Who was responsible?

Henry Vlll had an ongoing desire to divorce his wife at the time, Catherine of Aragon. Meanwhile Henry was a part of the Roman Catholic religion and church and they believed in "marriage for life", so when Henry proceeded to ask the pope for his permission to divorce her, he rejected. Enraged by the pope's refusal, Henry then took matters into his own hands by creating the now well known Church of England. From then on, rules were going to change significantly and people had no choice but to obey the commands of the King or they could pack their bags and leave England all together.

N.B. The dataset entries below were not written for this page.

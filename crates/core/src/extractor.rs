use crate::error::IngestError;
use crate::metadata::DocumentFormat;
use lopdf::Document;
use std::path::{Path, PathBuf};

#[derive(Debug, Clone, PartialEq, Eq)]
pub struct PageText {
    pub number: u32,
    pub text: String,
}

/// Full extracted text of one source document.
#[derive(Debug, Clone)]
pub struct ParsedText {
    pub source: PathBuf,
    pub format: DocumentFormat,
    pub pages: Vec<PageText>,
    pub text: String,
}

pub trait DocumentParser {
    fn parse(&self, path: &Path) -> Result<ParsedText, IngestError>;
}

#[derive(Default)]
pub struct LopdfExtractor;

impl DocumentParser for LopdfExtractor {
    fn parse(&self, path: &Path) -> Result<ParsedText, IngestError> {
        let document = Document::load(path).map_err(|error| IngestError::parse(path, error))?;

        let mut pages = Vec::new();
        let mut text = String::new();
        for (page_no, _page_id) in document.get_pages() {
            let page_text = document.extract_text(&[page_no]).map_err(|error| {
                IngestError::parse(path, format!("page {page_no}: {error}"))
            })?;

            text.push_str(&page_text);
            text.push('\n');
            pages.push(PageText {
                number: page_no,
                text: page_text,
            });
        }

        finish(path, DocumentFormat::Pdf, pages, text)
    }
}

#[derive(Default)]
pub struct PlainTextParser;

impl DocumentParser for PlainTextParser {
    fn parse(&self, path: &Path) -> Result<ParsedText, IngestError> {
        let bytes = std::fs::read(path).map_err(|error| IngestError::parse(path, error))?;
        let text = String::from_utf8(bytes)
            .map_err(|error| IngestError::parse(path, format!("not valid utf-8: {error}")))?;
        let format = DocumentFormat::from_path(path)?;

        let pages = vec![PageText {
            number: 1,
            text: text.clone(),
        }];
        finish(path, format, pages, text)
    }
}

fn finish(
    path: &Path,
    format: DocumentFormat,
    pages: Vec<PageText>,
    text: String,
) -> Result<ParsedText, IngestError> {
    if text.trim().is_empty() {
        return Err(IngestError::parse(path, "document has no extractable text"));
    }

    Ok(ParsedText {
        source: path.to_path_buf(),
        format,
        pages,
        text,
    })
}

/// Picks the parser from the file extension; unknown extensions are rejected.
pub fn parse_document(path: &Path) -> Result<ParsedText, IngestError> {
    match DocumentFormat::from_path(path)? {
        DocumentFormat::Pdf => LopdfExtractor.parse(path),
        DocumentFormat::PlainText | DocumentFormat::Markdown => PlainTextParser.parse(path),
    }
}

How This is Cultural Genocide?

Henry Vlll suppressed many monasteries in both direct and indirect ways. He restricted people's ability to worship where they wanted or what they wanted to in England. In March of 1533 he had the "Act of Restraint of Appeals" passed which basically stated that no one in England had power except himself. In years after, Parliament passed more laws that confirmed the seperation of the English church and the Roman Catholic Church, including the Act of Supremacy in 1534. After the Act of Supremecy along with many other laws were passed, Henry continued to destroy and suppress many monasteries mainly to collect their wealth and money for himself.

Some Monasteries Effected

Others Involved

Thomas Cromwell

Thomas Cromwell was Henry Vlll's chief minister from 1532 to 1540. Cromwell met a significant amount of Henry's demands by managing the suppression of many minor monasteries in England, as well as the confiscation of monastic lands and wealth which were all given to Henry Vlll. He was also responsible for devising the idea of how Henry could progressively obtain more power throughout England. Thomas also prohibited the clergy in England by saying they legally could not do certain things having to do with their duties, and attacked their usage of images and historical relics, making them incapable of performing many religious ceremonies and traditions.